Jun 19, 2008

Hou Wenzhuo: Human rights activist


Hou Wenzhuo

Hou Wenzhuo runs the Empowerment and Rights Institute (EARI), a human rights organization based in Beijing. She has worked for the UN in China on programs designed to help women and disabled children, and has studied human rights and refugee studies at Harvard and Oxford. She has a history of activism: in 1989 she was detained for three months after leading student protests at Sichuan University.

With EARI, Hou works to give legal aid and advice to disadvantaged groups in Chinese society, particularly to people from rural areas who are most often the victims of injustice. For example, some victims of violence or traffic accidents may be unable to receive compensation because the culprits have bribed the court.

As China's economy continues to develop and become more industrial, land seizure is becoming an increasingly common problem that falls within EARI's purview. In land seizure cases, farmers are forced by local government to give up their land for construction but often receive insufficient payment. But farmers who depend on their land for survival will often not give it up without a fight, and not just with an EARI volunteer at their sides. Cases of unrest and violent confrontations between farmers and developers have become more and more widespread, such as the case in Shengyou, Hebei province, where a farmer managed to film hired thugs violently trying to drive farmers off their land.
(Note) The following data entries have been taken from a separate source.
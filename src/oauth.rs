use crate::client::Client;
use crate::config::PixivConfig;
use crate::error::PixivError;
use crate::signature::sign;
use crate::token::Token;
use crate::transport::oauth_headers;

/// Credential exchanged at the token endpoint.
#[derive(Clone, Copy)]
pub enum Grant<'a> {
    Password { username: &'a str, password: &'a str },
    RefreshToken(&'a str),
}

impl<'a> Grant<'a> {
    fn name(&self) -> &'static str {
        match self {
            Grant::Password { .. } => "password",
            Grant::RefreshToken(_) => "refresh_token",
        }
    }

    /// Full form body: the grant's own fields plus client identification.
    fn form(&self, config: &'a PixivConfig) -> Vec<(&'static str, &'a str)> {
        let mut form = vec![("grant_type", self.name())];
        match *self {
            Grant::Password { username, password } => {
                form.push(("username", username));
                form.push(("password", password));
            }
            Grant::RefreshToken(refresh_token) => {
                form.push(("refresh_token", refresh_token));
            }
        }
        form.push(("get_secure_url", "1"));
        form.push(("client_id", config.client_id.as_str()));
        form.push(("client_secret", config.client_secret.as_str()));
        form
    }
}

/// Shows only the grant type; username, password and refresh token are omitted.
impl std::fmt::Debug for Grant<'_> {
    fn fmt(&self, f: &mut std::fmt::Formatter<'_>) -> std::fmt::Result {
        f.debug_struct("Grant").field("grant_type", &self.name()).finish_non_exhaustive()
    }
}

/// Exchange a grant for a new token. One attempt, no retry.
pub async fn get_token(config: &PixivConfig, grant: Grant<'_>) -> Result<Token, PixivError> {
    let headers = oauth_headers(&sign(&config.hash_secret))?;
    tracing::debug!("POST {} (grant_type={})", config.oauth_url, grant.name());

    let resp = reqwest::Client::new()
        .post(&config.oauth_url)
        .headers(headers)
        .form(&grant.form(config))
        .send()
        .await?;

    let status = resp.status();
    let body = resp.text().await?;
    tracing::debug!("Token endpoint responded {status}");
    if !status.is_success() {
        return Err(PixivError::Http {
            status: status.as_u16(),
            body,
        });
    }

    Token::from_response(&body)
}

/// Log in with an account's email (or pixiv ID) and password.
pub async fn login(
    config: &PixivConfig,
    email: &str,
    password: &str,
) -> Result<Client, PixivError> {
    let token = get_token(
        config,
        Grant::Password {
            username: email,
            password,
        },
    )
    .await?;
    Client::new(config.clone(), token)
}

/// Obtain a fresh token from a refresh token and wrap it in a new client.
pub async fn refresh(config: &PixivConfig, refresh_token: &str) -> Result<Client, PixivError> {
    let token = get_token(config, Grant::RefreshToken(refresh_token)).await?;
    Client::new(config.clone(), token)
}
use std::path::PathBuf;

#[derive(Debug, thiserror::Error)]
pub enum PixivError {
    #[error("HTTP {status}: {body}")]
    Http { status: u16, body: String },

    #[error("File already exists: {}", .0.display())]
    FileExists(PathBuf),

    #[error("Transport error: {0}")]
    Transport(#[from] reqwest::Error),

    #[error("Decode error: {0}")]
    Decode(String),

    #[error("Invalid token: {0}")]
    InvalidToken(String),

    #[error("Error in config {}: {detail}", path.display())]
    Config { path: PathBuf, detail: String },

    #[error("I/O error: {0}")]
    Io(#[from] std::io::Error),
}

impl PixivError {
    /// Error code string for structured JSON output.
    pub fn code(&self) -> &'static str {
        match self {
            PixivError::Http { .. } => "http_error",
            PixivError::FileExists(_) => "file_exists",
            PixivError::Transport(_) => "transport_error",
            PixivError::Decode(_) => "decode_error",
            PixivError::InvalidToken(_) => "invalid_token",
            PixivError::Config { .. } => "config_error",
            PixivError::Io(_) => "io_error",
        }
    }

    /// HTTP status carried by the error, if any.
    pub fn status(&self) -> Option<u16> {
        match self {
            PixivError::Http { status, .. } => Some(*status),
            PixivError::Transport(e) => e.status().map(|s| s.as_u16()),
            _ => None,
        }
    }

    pub fn to_json(&self) -> serde_json::Value {
        let mut obj = serde_json::Map::new();
        if let Some(status) = self.status() {
            obj.insert("status".into(), serde_json::Value::from(status));
        }
        if let PixivError::FileExists(path) = self {
            obj.insert(
                "path".into(),
                serde_json::Value::String(path.display().to_string()),
            );
        }
        obj.insert("message".into(), serde_json::Value::String(self.to_string()));
        obj.insert("code".into(), serde_json::Value::String(self.code().to_string()));
        serde_json::json!({ "error": obj })
    }
}
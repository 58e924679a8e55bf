//! Address decoding.
//!
//! Splits a request address into the tag that identifies a memory block and
//! the offset of the addressed unit within that block:
//!
//! ```text
//!  address_width-1          offset_width  offset_width-1       0
//! +-----------------------------------+------------------------+
//! |                tag                |         offset         |
//! +-----------------------------------+------------------------+
//! ```

use crate::config::CacheGeometry;

/// A request address split into its tag and block offset.
#[derive(Clone, Copy, Debug, Default, PartialEq, Eq)]
pub struct DecodedAddress {
    /// High-order `tag_width` bits.
    pub tag: u64,
    /// Low-order `offset_width` bits.
    pub offset: u64,
}

/// Pure tag/offset splitter for a fixed geometry.
#[derive(Clone, Copy, Debug)]
pub struct AddressDecoder {
    address_mask: u64,
    offset_mask: u64,
    tag_mask: u64,
    offset_width: u32,
}

impl AddressDecoder {
    /// Creates a decoder for the given geometry.
    pub const fn new(geometry: &CacheGeometry) -> Self {
        Self {
            address_mask: geometry.address_mask(),
            offset_mask: geometry.offset_mask(),
            tag_mask: geometry.tag_mask(),
            offset_width: geometry.offset_width,
        }
    }

    /// Splits `address` into tag and offset.
    ///
    /// Bits above the configured address width are ignored.
    #[inline]
    pub const fn decode(&self, address: u64) -> DecodedAddress {
        let address = address & self.address_mask;
        DecodedAddress {
            tag: (address >> self.offset_width) & self.tag_mask,
            offset: address & self.offset_mask,
        }
    }

    /// Reassembles an address from a tag and an offset.
    ///
    /// Inverse of [`decode`](Self::decode) for in-range fields.
    #[inline]
    pub const fn encode(&self, tag: u64, offset: u64) -> u64 {
        (((tag & self.tag_mask) << self.offset_width) | (offset & self.offset_mask))
            & self.address_mask
    }

    /// Width of the offset field in bits.
    #[inline]
    pub const fn offset_width(&self) -> u32 {
        self.offset_width
    }
}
Hou feels the political and judicial system, which offers no guarantee of a just outcome, is to blame: "The current problem in the Chinese villages is that there is neither rule of law nor democracy. So such clashes are absolutely inevitable."

Clashes between Hou and local authorities -- unhappy with any outside organization or "troublemakers" advocating legal rights -- has thus far been inevitable as well. Hou was once arrested while advising victims of land requisitioning in Guangdong, China's wealthiest province. She remembers the police who interrogated her and warned her that she would be held personally responsible for any riots or disturbances in the area. Other members of EARI have also suffered. In December 2005, one EARI member was viciously attacked by an unidentified group of men while traveling in western China. He believes the attack was retribution for his human rights activities. Hou says that the authorities' use of criminal gangs to intimidate activists is a new trend. Now that local governments have to appear to obey the law, they use untraceable gangs to do their dirty work, whereas in the past they may have used the police.

One might call Hou's all-inclusive approach to human rights populist -- at least in China.

"I want to know people from the grassroots," she said. "I want to know what kind of problems they have. Why do I care about those people? Because traditional human rights ignores that group of people. Traditional human rights normally concerns the rights of intellectuals or of political activists. I'm not saying those rights aren't important. They are. However, they've turned human rights into something from the ivory tower, while the ordinary people don't know what their relationship is with human rights."

Hou maintains that she has not done anything illegal, even though she's been persecuted as if she had. "Our approach is not to go against the state, nor to go against the government. We want to protect the rights of citizens and demand that the government fulfill its promises. To do what's written in its constitution. If it promises to do so, the Chinese government should protect the rights of the peasants. If it says that it represents the people, then it should represent the people. We want the government's actions to be consistent with its words."